Exercise
Which lines of the records below contain the word "Levy"? Show each one.

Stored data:

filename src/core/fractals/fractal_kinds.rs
use std::error::Error;
use std::fmt;
use std::str::FromStr;

use crate::core::fractals::geometry::GeometryFractalKind;

#[derive(Debug, Clone, Copy, PartialEq, Eq, Hash, Default)]
pub enum FractalKind {
    #[default]
    Mandelbrot,
    Julia,
    BurningShip,
    Newton,
    Levy,
    SierpinskiTriangle,
    SierpinskiCarpet,
}

#[derive(Debug, Clone, PartialEq, Eq)]
pub struct ParseFractalKindError {
    input: String,
}

impl fmt::Display for ParseFractalKindError {
    fn fmt(&self, f: &mut fmt::Formatter<'_>) -> fmt::Result {
        let names: Vec<&str> = FractalKind::ALL.iter().map(|kind| kind.slug()).collect();

        write!(
            f,
            "unknown fractal '{}', expected one of: {}",
            self.input,
            names.join(", ")
        )
    }
}

impl Error for ParseFractalKindError {}

impl FractalKind {
    pub const ALL: &'static [Self] = &[
        Self::Mandelbrot,
        Self::Julia,
        Self::BurningShip,
        Self::Newton,
        Self::Levy,
        Self::SierpinskiTriangle,
        Self::SierpinskiCarpet,
    ];

    #[must_use]
    pub const fn display_name(self) -> &'static str {
        match self {
            Self::Mandelbrot => "Mandelbrot",
            Self::Julia => "Julia",
            Self::BurningShip => "Burning Ship",
            Self::Newton => "Newton",
            Self::Levy => "Lévy curve",
            Self::SierpinskiTriangle => "Sierpinski triangle",
            Self::SierpinskiCarpet => "Sierpinski carpet",
        }
    }

    /// Command-line name.
    #[must_use]
    pub const fn slug(self) -> &'static str {
        match self {
            Self::Mandelbrot => "mandelbrot",
            Self::Julia => "julia",
            Self::BurningShip => "burning-ship",
            Self::Newton => "newton",
            Self::Levy => "levy",
            Self::SierpinskiTriangle => "sierpinski-triangle",
            Self::SierpinskiCarpet => "sierpinski-carpet",
        }
    }

    /// Whether the fractal is computed per pixel over the complex plane.
    #[must_use]
    pub const fn is_plane(self) -> bool {
        matches!(
            self,
            Self::Mandelbrot | Self::Julia | Self::BurningShip | Self::Newton
        )
    }

    #[must_use]
    pub const fn as_geometry(self) -> Option<GeometryFractalKind> {
        match self {
            Self::Levy => Some(GeometryFractalKind::Levy),
            Self::SierpinskiTriangle => Some(GeometryFractalKind::SierpinskiTriangle),
            Self::SierpinskiCarpet => Some(GeometryFractalKind::SierpinskiCarpet),
            Self::Mandelbrot | Self::Julia | Self::BurningShip | Self::Newton => None,
        }
    }
}

impl fmt::Display for FractalKind {
    fn fmt(&self, f: &mut fmt::Formatter<'_>) -> fmt::Result {
        f.write_str(self.display_name())
    }
}

impl FromStr for FractalKind {
    type Err = ParseFractalKindError;

    fn from_str(s: &str) -> Result<Self, Self::Err> {
        Self::ALL
            .iter()
            .copied()
            .find(|kind| kind.slug().eq_ignore_ascii_case(s))
            .ok_or_else(|| ParseFractalKindError {
                input: s.to_string(),
            })
    }
}
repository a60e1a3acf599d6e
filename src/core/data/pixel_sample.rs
use crate::core::data::colour::Colour;

/// One classified pixel. `y` counts rows up from the bottom of the screen.
#[derive(Debug, Copy, Clone, PartialEq, Eq, Hash)]
pub struct PixelSample {
    pub x: i32,
    pub y: i32,
    pub colour: Colour,
}
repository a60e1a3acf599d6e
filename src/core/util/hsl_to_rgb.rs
use crate::core::data::colour::{Colour, Hsl};

const ONE_THIRD: f64 = 1.0 / 3.0;
const ONE_SIXTH: f64 = 1.0 / 6.0;
const TWO_THIRDS: f64 = 2.0 / 3.0;

/// Converts an HSL colour to 8-bit RGB.
///
/// Each channel is scaled by 255 and truncated. Inputs outside `[0, 1]` are
/// not rejected; the final `as u8` cast saturates whatever falls out of range.
#[must_use]
pub fn hsl_to_rgb(colour: Hsl) -> Colour {
    let Hsl {
        hue,
        saturation,
        lightness,
    } = colour;

    let (red, green, blue) = if saturation == 0.0 {
        let grey = lightness * 255.0;
        (grey, grey, grey)
    } else {
        let q = if lightness < 0.5 {
            lightness * (1.0 + saturation)
        } else {
            lightness + saturation - lightness * saturation
        };
        let p = 2.0 * lightness - q;

        (
            255.0 * hue_to_channel(p, q, hue + ONE_THIRD),
            255.0 * hue_to_channel(p, q, hue),
            255.0 * hue_to_channel(p, q, hue - ONE_THIRD),
        )
    };

    Colour {
        r: red as u8,
        g: green as u8,
        b: blue as u8,
    }
}

/// Piecewise-linear hue ramp for one channel. `t` is wrapped into `[0, 1)`.
#[must_use]
pub fn hue_to_channel(p: f64, q: f64, t: f64) -> f64 {
    let t = t.rem_euclid(1.0);

    if t < ONE_SIXTH {
        return p + (q - p) * 6.0 * t;
    }
    if t < 0.5 {
        return q;
    }
    if t < TWO_THIRDS {
        return p + (q - p) * (TWO_THIRDS - t) * 6.0;
    }

    p
}
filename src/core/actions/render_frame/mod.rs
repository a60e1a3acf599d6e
pub mod frame_config;
pub mod render_frame;
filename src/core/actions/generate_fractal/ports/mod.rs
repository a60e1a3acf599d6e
pub mod fractal_algorithm;
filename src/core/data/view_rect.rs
use std::error::Error;
use std::fmt;

use crate::core::data::complex::Complex;
use crate::core::data::screen::Screen;

#[derive(Debug, Copy, Clone, PartialEq)]
pub enum ViewRectError {
    InvalidSize { width: f64, height: f64 },
}

impl fmt::Display for ViewRectError {
    fn fmt(&self, f: &mut fmt::Formatter<'_>) -> fmt::Result {
        match self {
            Self::InvalidSize { width, height } => {
                write!(f, "view rect size must be positive: {}x{}", width, height)
            }
        }
    }
}

impl Error for ViewRectError {}

/// Region of the complex plane mapped onto the screen.
#[derive(Debug, Copy, Clone, PartialEq)]
pub struct ViewRect {
    real_min: f64,
    real_max: f64,
    imag_min: f64,
    imag_max: f64,
}

impl ViewRect {
    pub fn new(
        real_min: f64,
        real_max: f64,
        imag_min: f64,
        imag_max: f64,
    ) -> Result<Self, ViewRectError> {
        let width = real_max - real_min;
        let height = imag_max - imag_min;

        // Written so that NaN widths are rejected too.
        if !(width > 0.0 && height > 0.0) {
            return Err(ViewRectError::InvalidSize { width, height });
        }

        Ok(Self {
            real_min,
            real_max,
            imag_min,
            imag_max,
        })
    }

    /// Builds a view whose `imag_max` follows the screen's aspect ratio so
    /// the plane is not stretched.
    pub fn with_aspect(
        real_min: f64,
        real_max: f64,
        imag_min: f64,
        screen: Screen,
    ) -> Result<Self, ViewRectError> {
        let imag_max = imag_min
            + (real_max - real_min) * f64::from(screen.height()) / f64::from(screen.width());

        Self::new(real_min, real_max, imag_min, imag_max)
    }

    #[must_use]
    pub fn real_min(&self) -> f64 {
        self.real_min
    }

    #[must_use]
    pub fn real_max(&self) -> f64 {
        self.real_max
    }

    #[must_use]
    pub fn imag_min(&self) -> f64 {
        self.imag_min
    }

    #[must_use]
    pub fn imag_max(&self) -> f64 {
        self.imag_max
    }

    #[must_use]
    pub fn width(&self) -> f64 {
        self.real_max - self.real_min
    }

    #[must_use]
    pub fn height(&self) -> f64 {
        self.imag_max - self.imag_min
    }

    #[must_use]
    pub fn centre(&self) -> Complex {
        Complex::new(
            (self.real_min + self.real_max) / 2.0,
            (self.imag_min + self.imag_max) / 2.0,
        )
    }

    #[must_use]
    pub fn contains_point(&self, point: Complex) -> bool {
        self.real_min <= point.real
            && self.imag_min <= point.imag
            && self.real_max >= point.real
            && self.imag_max >= point.imag
    }
}

/// Opening window of a fractal. `imag_max` is derived from the screen.
#[derive(Debug, Copy, Clone, PartialEq)]
pub struct DefaultView {
    pub real_min: f64,
    pub real_max: f64,
    pub imag_min: f64,
}

impl DefaultView {
    pub fn to_view(self, screen: Screen) -> Result<ViewRect, ViewRectError> {
        ViewRect::with_aspect(self.real_min, self.real_max, self.imag_min, screen)
    }
}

Output below
    Levy,
        Self::Levy,
            Self::Levy => "Lévy curve",
            Self::Levy => "levy",
            Self::Levy => Some(GeometryFractalKind::Levy),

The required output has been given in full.